* Required action *
Each line in the entries below that holds the string "BIGINT" must be copied.

[Stored data]
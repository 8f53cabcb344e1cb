//! Postgres store

use crate::backend::{PoolStore, PoolTransaction};
use crate::config::DatabaseConfig;
use crate::error::{Result, StoreError};
use pool_engine::roster::RosterOwner;
use pool_engine::{
    NewPayoutEvent, Owner, PayoutCategory, PayoutEvent, Pot, SeasonPhase, Team, TeamAbbr, WeekKey,
};
use sqlx::postgres::{PgPool, PgPoolOptions, PgRow};
use sqlx::{Postgres, Row, Transaction};
use tracing::info;

const SCHEMA: [&str; 6] = [
    r#"
    CREATE TABLE IF NOT EXISTS teams (
        abbreviation TEXT PRIMARY KEY,
        name TEXT NOT NULL
    )
    "#,
    r#"
    CREATE TABLE IF NOT EXISTS owners (
        id BIGSERIAL PRIMARY KEY,
        first_name TEXT NOT NULL,
        last_name TEXT NOT NULL,
        season_start_year INTEGER NOT NULL,
        team TEXT NOT NULL REFERENCES teams(abbreviation),
        winnings BIGINT NOT NULL DEFAULT 0,
        UNIQUE (season_start_year, team)
    )
    "#,
    r#"
    CREATE TABLE IF NOT EXISTS payout_events (
        id BIGSERIAL PRIMARY KEY,
        season_start_year INTEGER NOT NULL,
        phase TEXT NOT NULL,
        week INTEGER NOT NULL,
        team TEXT NOT NULL REFERENCES teams(abbreviation),
        category TEXT NOT NULL,
        amount BIGINT NOT NULL,
        created_at TIMESTAMPTZ NOT NULL DEFAULT NOW()
    )
    "#,
    "CREATE INDEX IF NOT EXISTS idx_payout_events_week ON payout_events(season_start_year, phase, week)",
    r#"
    CREATE TABLE IF NOT EXISTS pot (
        id SMALLINT PRIMARY KEY CHECK (id = 1),
        amount BIGINT NOT NULL,
        settled_season INTEGER,
        settled_phase TEXT,
        settled_week INTEGER,
        opening_amount BIGINT
    )
    "#,
    "ALTER TABLE pot ADD COLUMN IF NOT EXISTS opening_amount BIGINT",
];

/// Store backed by a Postgres pool
#[derive(Clone)]
pub struct PgStore {
    pool: PgPool,
}

impl PgStore {
    /// Connect using the database configuration
    pub async fn connect(config: &DatabaseConfig) -> Result<Self> {
        let pool = PgPoolOptions::new()
            .max_connections(config.max_connections)
            .connect(&config.url)
            .await?;
        info!("Connected to Postgres (max {} connections)", config.max_connections);
        Ok(Self { pool })
    }

    /// Create the tables if missing and make sure the pot row exists
    pub async fn ensure_schema(&self, initial_pot: i64) -> Result<()> {
        for statement in SCHEMA {
            sqlx::query(statement).execute(&self.pool).await?;
        }

        sqlx::query("INSERT INTO pot (id, amount) VALUES (1, $1) ON CONFLICT (id) DO NOTHING")
            .bind(initial_pot)
            .execute(&self.pool)
            .await?;

        info!("Database schema ready");
        Ok(())
    }
}

#[async_trait::async_trait]
impl PoolStore for PgStore {
    async fn begin(&self) -> Result<Box<dyn PoolTransaction>> {
        let tx = self.pool.begin().await?;
        Ok(Box::new(PgTransaction { tx }))
    }

    fn backend_name(&self) -> &'static str {
        "postgres"
    }
}

struct PgTransaction {
    tx: Transaction<'static, Postgres>,
}

fn decode_phase(raw: &str) -> Result<SeasonPhase> {
    SeasonPhase::parse(raw).ok_or_else(|| StoreError::not_found(format!("season phase '{}'", raw)))
}

fn decode_week(row: &PgRow) -> Result<WeekKey> {
    let phase: String = row.try_get("phase")?;
    let week: i32 = row.try_get("week")?;
    Ok(WeekKey {
        season_start_year: row.try_get("season_start_year")?,
        phase: decode_phase(&phase)?,
        week: week as u32,
    })
}

fn decode_event(row: &PgRow) -> Result<PayoutEvent> {
    let category: String = row.try_get("category")?;
    let team: String = row.try_get("team")?;
    Ok(PayoutEvent {
        id: row.try_get("id")?,
        week: decode_week(row)?,
        team: TeamAbbr::new(team),
        category: PayoutCategory::parse(&category)
            .ok_or_else(|| StoreError::not_found(format!("payout category '{}'", category)))?,
        amount: row.try_get("amount")?,
    })
}

fn decode_owner(row: &PgRow) -> Result<Owner> {
    let team: String = row.try_get("team")?;
    Ok(Owner {
        id: row.try_get("id")?,
        first_name: row.try_get("first_name")?,
        last_name: row.try_get("last_name")?,
        season_start_year: row.try_get("season_start_year")?,
        team: TeamAbbr::new(team),
        winnings: row.try_get("winnings")?,
    })
}

const EVENT_COLUMNS: &str = "id, season_start_year, phase, week, team, category, amount";

#[async_trait::async_trait]
impl PoolTransaction for PgTransaction {
    async fn load_pot(&mut self) -> Result<Pot> {
        let row = sqlx::query(
            "SELECT amount, settled_season, settled_phase, settled_week, opening_amount FROM pot WHERE id = 1 FOR UPDATE",
        )
        .fetch_optional(&mut *self.tx)
        .await?
        .ok_or_else(|| StoreError::not_found("pot row"))?;

        let settled_season: Option<i32> = row.try_get("settled_season")?;
        let settled_phase: Option<String> = row.try_get("settled_phase")?;
        let settled_week: Option<i32> = row.try_get("settled_week")?;
        let settled_week = match (settled_season, settled_phase, settled_week) {
            (Some(season_start_year), Some(phase), Some(week)) => Some(WeekKey {
                season_start_year,
                phase: decode_phase(&phase)?,
                week: week as u32,
            }),
            _ => None,
        };

        let amount: i64 = row.try_get("amount")?;
        let opening_amount: Option<i64> = row.try_get("opening_amount")?;
        Ok(Pot { amount, settled_week, opening_amount: opening_amount.unwrap_or(amount) })
    }

    async fn save_pot(&mut self, pot: &Pot) -> Result<()> {
        sqlx::query(
            r#"
            UPDATE pot
            SET amount = $1, settled_season = $2, settled_phase = $3, settled_week = $4,
                opening_amount = $5
            WHERE id = 1
            "#,
        )
        .bind(pot.amount)
        .bind(pot.settled_week.map(|w| w.season_start_year))
        .bind(pot.settled_week.map(|w| w.phase.as_str()))
        .bind(pot.settled_week.map(|w| w.week as i32))
        .bind(pot.opening_amount)
        .execute(&mut *self.tx)
        .await?;
        Ok(())
    }

    async fn owners_for_season(&mut self, season_start_year: i32) -> Result<Vec<Owner>> {
        let rows = sqlx::query(
            r#"
            SELECT id, first_name, last_name, season_start_year, team, winnings
            FROM owners
            WHERE season_start_year = $1
            ORDER BY id
            FOR UPDATE
            "#,
        )
        .bind(season_start_year)
        .fetch_all(&mut *self.tx)
        .await?;

        rows.iter().map(decode_owner).collect()
    }

    async fn payout_events_for_week(&mut self, week: &WeekKey) -> Result<Vec<PayoutEvent>> {
        let rows = sqlx::query(&format!(
            "SELECT {} FROM payout_events WHERE season_start_year = $1 AND phase = $2 AND week = $3 ORDER BY id",
            EVENT_COLUMNS
        ))
        .bind(week.season_start_year)
        .bind(week.phase.as_str())
        .bind(week.week as i32)
        .fetch_all(&mut *self.tx)
        .await?;

        rows.iter().map(decode_event).collect()
    }

    async fn all_payout_events(&mut self) -> Result<Vec<PayoutEvent>> {
        let rows = sqlx::query(&format!("SELECT {} FROM payout_events ORDER BY id FOR UPDATE", EVENT_COLUMNS))
            .fetch_all(&mut *self.tx)
            .await?;

        rows.iter().map(decode_event).collect()
    }

    async fn insert_payout_event(&mut self, event: &NewPayoutEvent) -> Result<i64> {
        let id: i64 = sqlx::query_scalar(
            r#"
            INSERT INTO payout_events (season_start_year, phase, week, team, category, amount)
            VALUES ($1, $2, $3, $4, $5, $6)
            RETURNING id
            "#,
        )
        .bind(event.week.season_start_year)
        .bind(event.week.phase.as_str())
        .bind(event.week.week as i32)
        .bind(event.team.as_str())
        .bind(event.category.as_str())
        .bind(event.amount)
        .fetch_one(&mut *self.tx)
        .await?;
        Ok(id)
    }

    async fn credit_owner(&mut self, owner_id: i64, amount: i64) -> Result<()> {
        let result = sqlx::query("UPDATE owners SET winnings = winnings + $1 WHERE id = $2")
            .bind(amount)
            .bind(owner_id)
            .execute(&mut *self.tx)
            .await?;

        if result.rows_affected() == 0 {
            return Err(StoreError::not_found(format!("owner {}", owner_id)));
        }
        Ok(())
    }

    async fn delete_payout_events(&mut self, ids: &[i64]) -> Result<u64> {
        if ids.is_empty() {
            return Ok(0);
        }
        let result = sqlx::query("DELETE FROM payout_events WHERE id = ANY($1)")
            .bind(ids)
            .execute(&mut *self.tx)
            .await?;
        Ok(result.rows_affected())
    }

    async fn upsert_team(&mut self, team: &Team) -> Result<()> {
        sqlx::query(
            r#"
            INSERT INTO teams (abbreviation, name) VALUES ($1, $2)
            ON CONFLICT (abbreviation) DO UPDATE SET name = EXCLUDED.name
            "#,
        )
        .bind(team.abbreviation.as_str())
        .bind(&team.name)
        .execute(&mut *self.tx)
        .await?;
        Ok(())
    }

    async fn insert_owner(&mut self, season_start_year: i32, owner: &RosterOwner) -> Result<i64> {
        let id: Option<i64> = sqlx::query_scalar(
            r#"
            INSERT INTO owners (first_name, last_name, season_start_year, team)
            VALUES ($1, $2, $3, $4)
            ON CONFLICT (season_start_year, team) DO NOTHING
            RETURNING id
            "#,
        )
        .bind(&owner.first_name)
        .bind(&owner.last_name)
        .bind(season_start_year)
        .bind(owner.team.as_str())
        .fetch_optional(&mut *self.tx)
        .await?;

        id.ok_or_else(|| {
            StoreError::conflict(format!(
                "team {} already has an owner in season {}",
                owner.team, season_start_year
            ))
        })
    }

    async fn commit(self: Box<Self>) -> Result<()> {
        self.tx.commit().await?;
        Ok(())
    }

    async fn rollback(self: Box<Self>) -> Result<()> {
        self.tx.rollback().await?;
        Ok(())
    }
}
//! Scoreboard Feed Client
//!
//! Fetches the current week's scoreboard over HTTP and hands the raw payload to
//! the rules engine. Any transport or decoding failure surfaces as
//! `PoolError::FeedUnavailable`; no winners are ever computed from partial data.

pub mod config;
pub mod fetcher;

pub use config::FeedConfig;
pub use fetcher::EspnScoreFeed;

* Solution below *
        winnings BIGINT NOT NULL DEFAULT 0,
        amount BIGINT NOT NULL,
        amount BIGINT NOT NULL,
        opening_amount BIGINT
    "ALTER TABLE pot ADD COLUMN IF NOT EXISTS opening_amount BIGINT",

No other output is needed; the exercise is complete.